▶ [WHAT IS NEEDED]:
Show, in full, each line of the data that contains "instrument".

Stored data
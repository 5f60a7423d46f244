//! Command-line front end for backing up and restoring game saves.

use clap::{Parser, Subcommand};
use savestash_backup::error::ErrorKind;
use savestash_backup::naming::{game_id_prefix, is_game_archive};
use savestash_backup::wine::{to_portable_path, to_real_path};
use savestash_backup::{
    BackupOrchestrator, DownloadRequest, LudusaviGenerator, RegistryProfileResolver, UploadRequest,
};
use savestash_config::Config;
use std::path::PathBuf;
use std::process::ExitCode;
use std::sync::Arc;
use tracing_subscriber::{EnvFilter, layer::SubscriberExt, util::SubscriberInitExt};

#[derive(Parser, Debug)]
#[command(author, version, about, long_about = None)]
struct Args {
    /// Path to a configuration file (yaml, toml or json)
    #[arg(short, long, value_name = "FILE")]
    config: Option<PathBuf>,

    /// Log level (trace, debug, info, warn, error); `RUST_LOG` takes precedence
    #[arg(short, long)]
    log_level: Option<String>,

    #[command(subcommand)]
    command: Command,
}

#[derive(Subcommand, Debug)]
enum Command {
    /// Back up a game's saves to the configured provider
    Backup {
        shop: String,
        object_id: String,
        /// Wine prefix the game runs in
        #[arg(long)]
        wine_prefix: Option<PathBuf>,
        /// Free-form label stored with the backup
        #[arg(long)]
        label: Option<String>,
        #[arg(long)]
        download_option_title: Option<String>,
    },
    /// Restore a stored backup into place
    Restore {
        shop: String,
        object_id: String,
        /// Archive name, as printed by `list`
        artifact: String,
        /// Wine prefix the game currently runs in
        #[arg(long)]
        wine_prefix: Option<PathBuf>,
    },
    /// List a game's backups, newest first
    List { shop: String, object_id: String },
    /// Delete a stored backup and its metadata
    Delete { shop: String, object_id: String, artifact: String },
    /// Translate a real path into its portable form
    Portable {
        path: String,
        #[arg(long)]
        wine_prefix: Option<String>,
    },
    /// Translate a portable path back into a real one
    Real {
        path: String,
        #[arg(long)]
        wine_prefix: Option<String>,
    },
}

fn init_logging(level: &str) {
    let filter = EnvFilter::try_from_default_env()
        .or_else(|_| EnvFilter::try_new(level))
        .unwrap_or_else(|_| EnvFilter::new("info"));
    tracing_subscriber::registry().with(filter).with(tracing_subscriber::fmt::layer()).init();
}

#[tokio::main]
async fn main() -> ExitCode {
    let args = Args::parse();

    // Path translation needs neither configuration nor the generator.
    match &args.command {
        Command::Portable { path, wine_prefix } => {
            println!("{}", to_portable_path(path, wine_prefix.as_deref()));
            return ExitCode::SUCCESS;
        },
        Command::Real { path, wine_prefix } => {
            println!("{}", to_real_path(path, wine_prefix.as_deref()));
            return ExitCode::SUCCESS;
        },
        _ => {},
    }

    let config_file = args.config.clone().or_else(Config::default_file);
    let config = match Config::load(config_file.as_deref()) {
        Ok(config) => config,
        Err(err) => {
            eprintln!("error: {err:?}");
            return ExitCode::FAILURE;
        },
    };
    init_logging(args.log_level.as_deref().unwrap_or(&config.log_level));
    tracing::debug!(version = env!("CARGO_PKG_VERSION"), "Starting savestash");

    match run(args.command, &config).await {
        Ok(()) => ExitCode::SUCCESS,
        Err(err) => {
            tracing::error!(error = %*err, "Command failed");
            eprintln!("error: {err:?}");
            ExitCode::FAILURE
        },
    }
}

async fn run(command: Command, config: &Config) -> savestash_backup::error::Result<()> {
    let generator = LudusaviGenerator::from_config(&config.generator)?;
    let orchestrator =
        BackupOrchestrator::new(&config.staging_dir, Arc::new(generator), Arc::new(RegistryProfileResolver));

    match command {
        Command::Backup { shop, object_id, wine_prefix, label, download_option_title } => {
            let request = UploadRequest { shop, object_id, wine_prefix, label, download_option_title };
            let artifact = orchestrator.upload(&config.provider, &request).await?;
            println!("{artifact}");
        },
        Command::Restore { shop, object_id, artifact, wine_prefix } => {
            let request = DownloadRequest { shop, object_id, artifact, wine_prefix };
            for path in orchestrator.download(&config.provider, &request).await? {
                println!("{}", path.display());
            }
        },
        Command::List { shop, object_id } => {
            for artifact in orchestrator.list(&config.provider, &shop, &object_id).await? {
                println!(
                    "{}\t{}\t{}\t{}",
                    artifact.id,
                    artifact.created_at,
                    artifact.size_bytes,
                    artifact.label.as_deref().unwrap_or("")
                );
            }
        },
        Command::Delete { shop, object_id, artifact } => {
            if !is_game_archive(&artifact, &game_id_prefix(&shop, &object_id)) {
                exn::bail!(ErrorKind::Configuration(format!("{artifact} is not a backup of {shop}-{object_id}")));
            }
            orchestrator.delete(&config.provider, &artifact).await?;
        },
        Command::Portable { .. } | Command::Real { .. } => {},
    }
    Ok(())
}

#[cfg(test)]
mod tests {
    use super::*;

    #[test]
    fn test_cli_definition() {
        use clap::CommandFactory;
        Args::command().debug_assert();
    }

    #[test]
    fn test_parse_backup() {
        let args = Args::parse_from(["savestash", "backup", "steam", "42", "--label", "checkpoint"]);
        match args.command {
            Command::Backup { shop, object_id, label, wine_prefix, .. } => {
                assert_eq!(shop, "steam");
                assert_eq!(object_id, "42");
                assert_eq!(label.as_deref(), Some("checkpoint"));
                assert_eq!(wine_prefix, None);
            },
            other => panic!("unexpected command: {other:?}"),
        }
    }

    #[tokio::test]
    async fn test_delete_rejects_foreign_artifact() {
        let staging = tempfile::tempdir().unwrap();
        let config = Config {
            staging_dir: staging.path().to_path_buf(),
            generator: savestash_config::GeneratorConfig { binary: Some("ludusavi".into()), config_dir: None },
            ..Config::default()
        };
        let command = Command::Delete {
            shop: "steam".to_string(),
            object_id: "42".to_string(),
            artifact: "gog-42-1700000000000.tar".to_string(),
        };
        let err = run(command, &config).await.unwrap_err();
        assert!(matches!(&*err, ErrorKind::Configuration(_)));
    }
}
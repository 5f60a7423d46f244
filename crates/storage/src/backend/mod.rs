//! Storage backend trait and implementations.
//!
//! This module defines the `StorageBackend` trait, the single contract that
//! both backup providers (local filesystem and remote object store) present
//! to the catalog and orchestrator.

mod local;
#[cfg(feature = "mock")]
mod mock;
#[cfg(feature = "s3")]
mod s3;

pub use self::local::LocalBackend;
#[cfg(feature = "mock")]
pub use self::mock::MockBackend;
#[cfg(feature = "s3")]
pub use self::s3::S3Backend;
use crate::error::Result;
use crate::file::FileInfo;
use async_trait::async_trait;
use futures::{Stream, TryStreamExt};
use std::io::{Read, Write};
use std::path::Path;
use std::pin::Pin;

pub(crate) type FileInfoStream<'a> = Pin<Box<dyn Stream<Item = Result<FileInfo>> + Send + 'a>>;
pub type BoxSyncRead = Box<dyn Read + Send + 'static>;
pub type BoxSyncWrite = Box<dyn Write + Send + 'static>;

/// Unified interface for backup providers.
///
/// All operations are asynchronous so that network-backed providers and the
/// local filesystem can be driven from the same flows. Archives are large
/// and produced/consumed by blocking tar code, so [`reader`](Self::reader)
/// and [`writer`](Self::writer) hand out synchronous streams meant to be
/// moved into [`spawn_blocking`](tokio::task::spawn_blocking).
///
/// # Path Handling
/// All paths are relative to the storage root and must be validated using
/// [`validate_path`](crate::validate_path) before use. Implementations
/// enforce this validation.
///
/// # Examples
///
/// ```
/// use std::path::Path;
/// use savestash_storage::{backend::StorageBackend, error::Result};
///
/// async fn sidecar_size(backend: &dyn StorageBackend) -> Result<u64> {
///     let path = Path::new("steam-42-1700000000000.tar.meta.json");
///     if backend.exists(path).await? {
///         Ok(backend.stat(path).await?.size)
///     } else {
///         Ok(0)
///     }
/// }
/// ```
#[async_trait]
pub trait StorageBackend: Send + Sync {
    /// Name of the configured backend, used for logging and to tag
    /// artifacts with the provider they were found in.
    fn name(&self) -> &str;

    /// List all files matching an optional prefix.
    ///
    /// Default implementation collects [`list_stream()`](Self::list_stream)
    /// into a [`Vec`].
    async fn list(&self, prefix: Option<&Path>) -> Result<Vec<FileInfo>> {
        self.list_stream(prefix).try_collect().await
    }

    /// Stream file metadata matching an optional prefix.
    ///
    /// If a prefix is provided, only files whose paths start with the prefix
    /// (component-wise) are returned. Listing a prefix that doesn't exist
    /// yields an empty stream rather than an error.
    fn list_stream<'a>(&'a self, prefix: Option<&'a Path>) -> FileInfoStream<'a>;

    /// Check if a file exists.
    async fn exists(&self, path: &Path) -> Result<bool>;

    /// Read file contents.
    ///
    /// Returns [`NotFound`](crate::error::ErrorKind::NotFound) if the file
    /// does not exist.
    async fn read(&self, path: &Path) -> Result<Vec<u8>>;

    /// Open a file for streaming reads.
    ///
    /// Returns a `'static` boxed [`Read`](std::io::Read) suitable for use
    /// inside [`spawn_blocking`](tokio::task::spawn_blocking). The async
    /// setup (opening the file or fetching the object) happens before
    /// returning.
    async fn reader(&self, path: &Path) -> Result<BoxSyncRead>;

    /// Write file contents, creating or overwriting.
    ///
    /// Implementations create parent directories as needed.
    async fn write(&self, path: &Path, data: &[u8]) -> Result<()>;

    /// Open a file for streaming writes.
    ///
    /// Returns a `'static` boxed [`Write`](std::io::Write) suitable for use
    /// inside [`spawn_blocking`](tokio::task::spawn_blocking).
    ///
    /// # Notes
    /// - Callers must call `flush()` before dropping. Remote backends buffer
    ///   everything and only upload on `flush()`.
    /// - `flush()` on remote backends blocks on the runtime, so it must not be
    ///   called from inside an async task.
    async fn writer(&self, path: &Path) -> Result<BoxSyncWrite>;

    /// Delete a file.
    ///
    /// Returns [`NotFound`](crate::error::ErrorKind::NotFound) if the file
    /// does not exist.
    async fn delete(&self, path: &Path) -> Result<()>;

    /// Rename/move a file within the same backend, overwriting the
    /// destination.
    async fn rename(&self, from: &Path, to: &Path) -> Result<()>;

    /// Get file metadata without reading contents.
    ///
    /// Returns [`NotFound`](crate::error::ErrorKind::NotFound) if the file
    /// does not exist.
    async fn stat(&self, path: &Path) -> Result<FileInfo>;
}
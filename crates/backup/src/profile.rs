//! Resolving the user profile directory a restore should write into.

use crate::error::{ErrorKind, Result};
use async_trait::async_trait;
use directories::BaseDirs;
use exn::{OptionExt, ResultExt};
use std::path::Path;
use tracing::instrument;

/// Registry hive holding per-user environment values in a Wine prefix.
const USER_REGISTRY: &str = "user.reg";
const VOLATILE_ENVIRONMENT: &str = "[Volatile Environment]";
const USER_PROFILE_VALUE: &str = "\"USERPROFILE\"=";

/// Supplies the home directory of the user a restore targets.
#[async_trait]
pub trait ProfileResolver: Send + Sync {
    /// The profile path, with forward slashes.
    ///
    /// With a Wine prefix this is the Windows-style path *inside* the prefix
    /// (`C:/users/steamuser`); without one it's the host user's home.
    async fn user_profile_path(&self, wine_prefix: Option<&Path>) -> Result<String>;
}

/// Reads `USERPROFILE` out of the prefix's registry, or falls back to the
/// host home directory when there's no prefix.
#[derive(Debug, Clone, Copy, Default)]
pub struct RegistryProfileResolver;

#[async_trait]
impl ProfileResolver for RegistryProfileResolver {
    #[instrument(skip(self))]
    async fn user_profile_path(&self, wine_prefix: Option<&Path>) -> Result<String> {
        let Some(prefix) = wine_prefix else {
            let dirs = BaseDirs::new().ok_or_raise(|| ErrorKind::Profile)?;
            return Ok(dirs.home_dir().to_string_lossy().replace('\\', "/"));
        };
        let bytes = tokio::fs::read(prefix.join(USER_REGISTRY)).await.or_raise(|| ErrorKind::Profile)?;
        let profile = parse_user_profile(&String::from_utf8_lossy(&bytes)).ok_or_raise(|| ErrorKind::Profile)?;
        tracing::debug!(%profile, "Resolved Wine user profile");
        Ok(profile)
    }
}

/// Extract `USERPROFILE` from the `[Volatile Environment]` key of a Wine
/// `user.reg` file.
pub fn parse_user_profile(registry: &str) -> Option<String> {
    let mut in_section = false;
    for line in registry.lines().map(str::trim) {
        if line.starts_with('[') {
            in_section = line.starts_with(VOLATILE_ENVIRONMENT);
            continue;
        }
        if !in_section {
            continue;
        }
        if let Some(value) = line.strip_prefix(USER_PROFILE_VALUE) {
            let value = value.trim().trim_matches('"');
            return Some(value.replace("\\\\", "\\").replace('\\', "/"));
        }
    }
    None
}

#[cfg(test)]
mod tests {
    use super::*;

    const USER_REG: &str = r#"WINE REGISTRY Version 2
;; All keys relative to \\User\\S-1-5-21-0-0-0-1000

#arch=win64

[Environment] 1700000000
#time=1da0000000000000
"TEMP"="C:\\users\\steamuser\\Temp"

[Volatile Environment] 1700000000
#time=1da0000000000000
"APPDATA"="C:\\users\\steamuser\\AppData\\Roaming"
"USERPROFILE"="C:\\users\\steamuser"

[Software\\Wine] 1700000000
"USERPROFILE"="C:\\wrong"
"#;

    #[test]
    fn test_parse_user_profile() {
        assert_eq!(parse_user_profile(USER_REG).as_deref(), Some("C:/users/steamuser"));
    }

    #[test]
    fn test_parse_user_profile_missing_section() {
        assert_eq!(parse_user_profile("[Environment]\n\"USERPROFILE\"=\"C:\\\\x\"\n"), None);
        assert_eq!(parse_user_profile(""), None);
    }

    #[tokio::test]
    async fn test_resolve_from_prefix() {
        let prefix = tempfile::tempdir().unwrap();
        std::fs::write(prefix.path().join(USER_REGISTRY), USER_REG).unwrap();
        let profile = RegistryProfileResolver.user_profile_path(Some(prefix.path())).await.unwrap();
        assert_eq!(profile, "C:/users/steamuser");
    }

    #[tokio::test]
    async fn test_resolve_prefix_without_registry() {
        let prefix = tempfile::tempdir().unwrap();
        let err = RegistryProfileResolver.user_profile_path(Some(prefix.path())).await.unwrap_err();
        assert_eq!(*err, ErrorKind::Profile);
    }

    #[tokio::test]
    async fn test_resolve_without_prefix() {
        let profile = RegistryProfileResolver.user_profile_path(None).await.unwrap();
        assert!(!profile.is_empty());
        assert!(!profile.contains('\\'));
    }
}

▶ [ANSWER BELOW]:
use tracing::instrument;
    #[instrument(skip(self))]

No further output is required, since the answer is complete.